Starting with the first line of the data that follows, transcribe every line verbatim until the line containing "is replaced. A" has been transcribed.

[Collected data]
● ● ● ● ●

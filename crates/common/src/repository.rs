//! Persistent store of networks and their peers
//!
//! The whole state lives in one JSON file. Every mutation re-reads the file,
//! applies the change to that copy, checks it, and writes the full state back
//! through a temp file + rename before the in-memory copy is replaced. A
//! failed check or write leaves both the file and this process untouched.
//!
//! There is no locking across processes: two invocations racing on the same
//! file can both compute the same `next_address` before either commits.

use crate::allocator;
use crate::types::{Client, Network, Peer, Server};
use crate::{Error, Result};
use serde::de::Error as _;
use serde::{Deserialize, Serialize};
use std::io::Write;
use std::net::IpAddr;
use std::path::{Path, PathBuf};
use tempfile::NamedTempFile;
use tracing::{debug, info};

/// On-disk format version
const STORE_VERSION: u32 = 1;

#[derive(Debug, Clone, PartialEq, Serialize, Deserialize)]
struct StoreState {
    version: u32,
    #[serde(default)]
    networks: Vec<NetworkEntry>,
}

impl Default for StoreState {
    fn default() -> Self {
        Self {
            version: STORE_VERSION,
            networks: Vec::new(),
        }
    }
}

#[derive(Debug, Clone, PartialEq, Serialize, Deserialize)]
struct NetworkEntry {
    network: Network,
    #[serde(default)]
    peers: Vec<Peer>,
}

impl NetworkEntry {
    /// Check that `peer` may join this network as it stands
    fn admit(&self, peer: &Peer) -> Result<()> {
        let network = self.network.to_string();
        let ip = peer.ip();

        if self.peers.iter().any(|p| p.name() == peer.name()) {
            return Err(Error::DuplicatePeerName {
                network,
                name: peer.name().to_string(),
            });
        }
        if self.peers.iter().any(|p| p.ip() == ip) {
            return Err(Error::DuplicatePeerAddress {
                network,
                ip: ip.to_string(),
            });
        }
        if !self.network.same_family(&ip) {
            return Err(Error::AddressFamilyMismatch {
                network,
                ip: ip.to_string(),
            });
        }

        // Servers may bridge external ranges, clients may not
        match peer {
            Peer::Client(_) if !allocator::contains_host(&self.network, ip) => {
                Err(Error::AddressOutsideNetwork {
                    network,
                    ip: ip.to_string(),
                })
            }
            Peer::Client(_) | Peer::Server(_) => Ok(()),
        }
    }
}

impl StoreState {
    fn entry(&self, network: &Network) -> Option<&NetworkEntry> {
        self.networks.iter().find(|e| e.network == *network)
    }

    fn entry_mut(&mut self, network: &Network) -> Option<&mut NetworkEntry> {
        self.networks.iter_mut().find(|e| e.network == *network)
    }

    /// Re-check every invariant on freshly decoded state
    fn validate(&self) -> Result<()> {
        let mut seen: Vec<NetworkEntry> = Vec::with_capacity(self.networks.len());
        for entry in &self.networks {
            if seen.iter().any(|e| e.network == entry.network) {
                return Err(Error::NetworkAlreadyExists(entry.network.to_string()));
            }
            let mut checked = NetworkEntry {
                network: entry.network,
                peers: Vec::with_capacity(entry.peers.len()),
            };
            for peer in &entry.peers {
                checked.admit(peer)?;
                checked.peers.push(peer.clone());
            }
            seen.push(checked);
        }
        Ok(())
    }
}

/// The store of all networks and peers
#[derive(Debug)]
pub struct Repository {
    path: PathBuf,
    state: StoreState,
}

impl Repository {
    /// Open the store at `path`. A missing file is an empty store; it is
    /// only created by the first mutation.
    pub fn open(path: impl AsRef<Path>) -> Result<Self> {
        let path = path.as_ref().to_path_buf();
        let state = Self::load(&path)?;
        debug!(
            "Opened store at {:?} ({} networks)",
            path,
            state.networks.len()
        );
        Ok(Self { path, state })
    }

    /// Location of the backing store
    pub fn path(&self) -> &Path {
        &self.path
    }

    /// All networks, in insertion order
    pub fn networks(&self) -> Vec<Network> {
        self.state.networks.iter().map(|e| e.network).collect()
    }

    /// Add an empty network
    pub fn add_network(&mut self, cidr: &str) -> Result<Network> {
        let network = Network::parse(cidr)?;

        self.commit(|state| {
            if state.entry(&network).is_some() {
                return Err(Error::NetworkAlreadyExists(network.to_string()));
            }
            state.networks.push(NetworkEntry {
                network,
                peers: Vec::new(),
            });
            Ok(())
        })?;

        info!("Added network {}", network);
        Ok(network)
    }

    /// Look up a known network
    pub fn find_network(&self, cidr: &str) -> Result<Network> {
        self.entry(cidr).map(|e| e.network)
    }

    /// Add a peer to a network
    pub fn add_peer(&mut self, cidr: &str, peer: impl Into<Peer>) -> Result<Peer> {
        let peer = peer.into();
        let network = self.find_network(cidr)?;

        self.commit(|state| {
            let entry = state
                .entry_mut(&network)
                .ok_or_else(|| Error::UnknownNetwork(network.to_string()))?;
            entry.admit(&peer)?;
            entry.peers.push(peer.clone());
            Ok(())
        })?;

        info!("Added {} to network {}", peer, network);
        Ok(peer)
    }

    /// Lowest host address of the network not held by any of its peers.
    ///
    /// Nothing is reserved; the address is taken once `add_peer` commits it.
    pub fn next_address(&self, cidr: &str) -> Result<IpAddr> {
        let entry = self.entry(cidr)?;
        let assigned: Vec<IpAddr> = entry.peers.iter().map(Peer::ip).collect();
        allocator::next_free(&entry.network, &assigned)
    }

    /// Look up a peer by name
    pub fn find_peer(&self, cidr: &str, name: &str) -> Result<&Peer> {
        let entry = self.entry(cidr)?;
        entry
            .peers
            .iter()
            .find(|p| p.name() == name)
            .ok_or_else(|| Error::PeerNotFound {
                network: entry.network.to_string(),
                name: name.to_string(),
            })
    }

    /// All peers of a network, in insertion order
    pub fn peers(&self, cidr: &str) -> Result<&[Peer]> {
        Ok(&self.entry(cidr)?.peers)
    }

    /// Servers of a network, in insertion order
    pub fn servers(&self, cidr: &str) -> Result<Vec<&Server>> {
        Ok(self.peers(cidr)?.iter().filter_map(Peer::as_server).collect())
    }

    /// Clients of a network, in insertion order
    pub fn clients(&self, cidr: &str) -> Result<Vec<&Client>> {
        Ok(self.peers(cidr)?.iter().filter_map(Peer::as_client).collect())
    }

    fn entry(&self, cidr: &str) -> Result<&NetworkEntry> {
        let network = Network::parse(cidr)?;
        self.state
            .entry(&network)
            .ok_or_else(|| Error::UnknownNetwork(network.to_string()))
    }

    /// Apply `mutate` to the state on disk and write it back
    fn commit<T, F>(&mut self, mutate: F) -> Result<T>
    where
        F: FnOnce(&mut StoreState) -> Result<T>,
    {
        let mut state = Self::load(&self.path)?;
        let result = mutate(&mut state)?;
        Self::save(&self.path, &state)?;
        self.state = state;
        Ok(result)
    }

    fn load(path: &Path) -> Result<StoreState> {
        if !path.exists() {
            debug!("No store at {:?}, starting empty", path);
            return Ok(StoreState::default());
        }

        let content = std::fs::read_to_string(path)?;
        if content.trim().is_empty() {
            return Ok(StoreState::default());
        }

        let state: StoreState = serde_json::from_str(&content)?;
        if state.version != STORE_VERSION {
            return Err(Error::Serialization(serde_json::Error::custom(format!(
                "unsupported store version {} (expected {})",
                state.version, STORE_VERSION
            ))));
        }
        state.validate()?;
        Ok(state)
    }

    fn save(path: &Path, state: &StoreState) -> Result<()> {
        let dir = match path.parent() {
            Some(parent) if !parent.as_os_str().is_empty() => parent.to_path_buf(),
            _ => PathBuf::from("."),
        };
        std::fs::create_dir_all(&dir)?;
        let created = !path.exists();

        // Write atomically via temp file in the same directory
        let mut tmp = NamedTempFile::new_in(&dir)?;
        serde_json::to_writer_pretty(&mut tmp, state)?;
        tmp.write_all(b"\n")?;
        tmp.as_file().sync_all()?;
        tmp.persist(path)?;

        if created {
            info!("Created store at {:?}", path);
        } else {
            debug!("Wrote store {:?}", path);
        }
        Ok(())
    }
}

● ● ● ● ●

• _EXERCISE SOLUTION_
filename crates/common/src/repository.rs
//! Persistent store of networks and their peers
//!
//! The whole state lives in one JSON file. Every mutation re-reads the file,
//! applies the change to that copy, checks it, and writes the full state back
//! through a temp file + rename before the in-memory copy is replaced. A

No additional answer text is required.